## Exercise
Write out exactly the lines of the entries below, from the first through the line containing "async fn write_file(&self, path: &str, data: &[u8])", and nothing beyond them.

(Collected data entries)
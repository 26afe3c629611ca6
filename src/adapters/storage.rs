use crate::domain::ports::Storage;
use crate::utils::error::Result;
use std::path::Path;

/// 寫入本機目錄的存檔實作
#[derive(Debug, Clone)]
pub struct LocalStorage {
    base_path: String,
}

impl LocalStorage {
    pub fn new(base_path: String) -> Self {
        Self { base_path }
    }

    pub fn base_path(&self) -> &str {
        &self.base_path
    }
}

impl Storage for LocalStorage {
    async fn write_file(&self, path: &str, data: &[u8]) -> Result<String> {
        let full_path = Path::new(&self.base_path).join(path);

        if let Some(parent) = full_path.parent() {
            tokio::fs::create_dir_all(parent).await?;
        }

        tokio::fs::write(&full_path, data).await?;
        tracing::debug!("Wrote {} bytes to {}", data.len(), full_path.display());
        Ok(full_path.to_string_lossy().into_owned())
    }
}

## Completed exercise
repository 26afe3c629611ca6
filename src/adapters/storage.rs
use crate::domain::ports::Storage;
use crate::utils::error::Result;
use std::path::Path;

/// 寫入本機目錄的存檔實作
#[derive(Debug, Clone)]
pub struct LocalStorage {
    base_path: String,
}

impl LocalStorage {
    pub fn new(base_path: String) -> Self {
        Self { base_path }
    }

    pub fn base_path(&self) -> &str {
        &self.base_path
    }
}

impl Storage for LocalStorage {
    async fn write_file(&self, path: &str, data: &[u8]) -> Result<String> {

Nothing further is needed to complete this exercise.